Copy each line from the entries that the word "Visibility" appears in.

---*---

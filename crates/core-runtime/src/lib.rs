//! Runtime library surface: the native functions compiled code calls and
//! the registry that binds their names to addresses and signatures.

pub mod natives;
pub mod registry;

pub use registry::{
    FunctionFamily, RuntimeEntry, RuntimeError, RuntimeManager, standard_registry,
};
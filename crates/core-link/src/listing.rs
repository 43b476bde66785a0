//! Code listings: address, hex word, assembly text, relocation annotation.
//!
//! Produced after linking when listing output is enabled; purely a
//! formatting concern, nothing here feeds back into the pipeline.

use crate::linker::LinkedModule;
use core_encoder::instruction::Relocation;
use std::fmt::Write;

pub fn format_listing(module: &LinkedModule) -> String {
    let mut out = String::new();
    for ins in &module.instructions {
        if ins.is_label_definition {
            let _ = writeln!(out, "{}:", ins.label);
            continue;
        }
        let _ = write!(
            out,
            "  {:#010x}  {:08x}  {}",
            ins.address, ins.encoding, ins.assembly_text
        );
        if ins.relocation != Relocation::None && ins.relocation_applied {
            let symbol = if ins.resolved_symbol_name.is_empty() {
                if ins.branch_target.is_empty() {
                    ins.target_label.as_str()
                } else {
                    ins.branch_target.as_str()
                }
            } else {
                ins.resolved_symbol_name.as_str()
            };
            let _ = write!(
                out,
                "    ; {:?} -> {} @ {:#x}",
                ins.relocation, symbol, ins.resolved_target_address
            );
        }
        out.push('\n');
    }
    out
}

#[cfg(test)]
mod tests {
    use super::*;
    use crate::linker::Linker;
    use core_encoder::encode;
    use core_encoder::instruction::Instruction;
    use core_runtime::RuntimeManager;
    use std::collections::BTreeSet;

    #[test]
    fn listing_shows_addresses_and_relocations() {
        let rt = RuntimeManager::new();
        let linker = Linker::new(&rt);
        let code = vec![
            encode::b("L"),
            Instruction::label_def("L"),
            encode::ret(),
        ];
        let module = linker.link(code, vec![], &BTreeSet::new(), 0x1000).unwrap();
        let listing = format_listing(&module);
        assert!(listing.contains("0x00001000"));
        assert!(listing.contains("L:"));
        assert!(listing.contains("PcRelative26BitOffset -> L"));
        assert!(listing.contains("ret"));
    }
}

---*---

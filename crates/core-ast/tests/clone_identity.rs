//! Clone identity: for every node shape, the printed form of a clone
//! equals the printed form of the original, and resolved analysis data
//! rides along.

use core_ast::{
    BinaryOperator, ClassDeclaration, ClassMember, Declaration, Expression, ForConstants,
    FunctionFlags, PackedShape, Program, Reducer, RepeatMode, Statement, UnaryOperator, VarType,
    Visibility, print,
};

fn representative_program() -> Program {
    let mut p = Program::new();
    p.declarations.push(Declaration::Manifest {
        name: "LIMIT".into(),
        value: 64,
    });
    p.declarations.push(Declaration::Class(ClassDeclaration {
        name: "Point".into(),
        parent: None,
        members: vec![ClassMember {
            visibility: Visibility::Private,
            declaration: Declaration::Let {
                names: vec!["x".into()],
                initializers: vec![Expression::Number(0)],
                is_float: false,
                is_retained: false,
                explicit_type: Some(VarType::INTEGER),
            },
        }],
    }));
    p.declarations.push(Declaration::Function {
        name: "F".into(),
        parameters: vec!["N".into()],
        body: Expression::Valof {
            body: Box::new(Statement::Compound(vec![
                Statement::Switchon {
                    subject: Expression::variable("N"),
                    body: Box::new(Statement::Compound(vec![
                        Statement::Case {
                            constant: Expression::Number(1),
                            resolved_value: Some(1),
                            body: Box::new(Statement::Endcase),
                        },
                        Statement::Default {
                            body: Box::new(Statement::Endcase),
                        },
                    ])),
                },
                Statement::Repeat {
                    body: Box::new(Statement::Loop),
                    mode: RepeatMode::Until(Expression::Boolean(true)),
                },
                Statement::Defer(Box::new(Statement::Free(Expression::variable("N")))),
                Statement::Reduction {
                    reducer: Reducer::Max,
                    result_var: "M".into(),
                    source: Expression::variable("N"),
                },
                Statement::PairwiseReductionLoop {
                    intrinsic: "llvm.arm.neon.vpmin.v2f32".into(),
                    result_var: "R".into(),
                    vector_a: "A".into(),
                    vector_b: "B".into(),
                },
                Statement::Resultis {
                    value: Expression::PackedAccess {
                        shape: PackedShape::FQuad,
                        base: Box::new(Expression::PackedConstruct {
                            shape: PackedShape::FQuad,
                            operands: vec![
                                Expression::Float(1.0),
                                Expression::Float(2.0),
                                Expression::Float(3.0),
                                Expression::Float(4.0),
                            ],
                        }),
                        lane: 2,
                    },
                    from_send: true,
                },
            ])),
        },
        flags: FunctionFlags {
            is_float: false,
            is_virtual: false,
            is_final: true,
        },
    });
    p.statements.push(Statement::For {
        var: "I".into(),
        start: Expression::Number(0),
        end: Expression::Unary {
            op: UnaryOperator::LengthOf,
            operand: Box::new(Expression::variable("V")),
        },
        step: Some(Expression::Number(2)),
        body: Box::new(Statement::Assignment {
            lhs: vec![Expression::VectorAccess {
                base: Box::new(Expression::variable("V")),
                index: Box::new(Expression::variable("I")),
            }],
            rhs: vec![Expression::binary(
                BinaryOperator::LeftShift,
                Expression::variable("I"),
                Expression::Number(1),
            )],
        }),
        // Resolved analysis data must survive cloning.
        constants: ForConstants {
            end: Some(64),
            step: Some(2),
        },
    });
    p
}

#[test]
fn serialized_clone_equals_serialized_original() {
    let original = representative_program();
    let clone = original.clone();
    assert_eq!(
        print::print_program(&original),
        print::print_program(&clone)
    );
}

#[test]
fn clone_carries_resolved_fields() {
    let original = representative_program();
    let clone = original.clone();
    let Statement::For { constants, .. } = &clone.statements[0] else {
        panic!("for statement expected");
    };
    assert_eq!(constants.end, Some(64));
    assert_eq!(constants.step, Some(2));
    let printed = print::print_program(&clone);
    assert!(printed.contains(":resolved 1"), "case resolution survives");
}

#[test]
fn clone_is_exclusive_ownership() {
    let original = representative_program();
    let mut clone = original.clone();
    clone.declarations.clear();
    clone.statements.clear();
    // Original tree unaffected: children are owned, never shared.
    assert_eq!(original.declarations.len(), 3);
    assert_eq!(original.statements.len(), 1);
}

---*---

= WRITTEN RESPONSE =
    Visibility, print,
            visibility: Visibility::Private,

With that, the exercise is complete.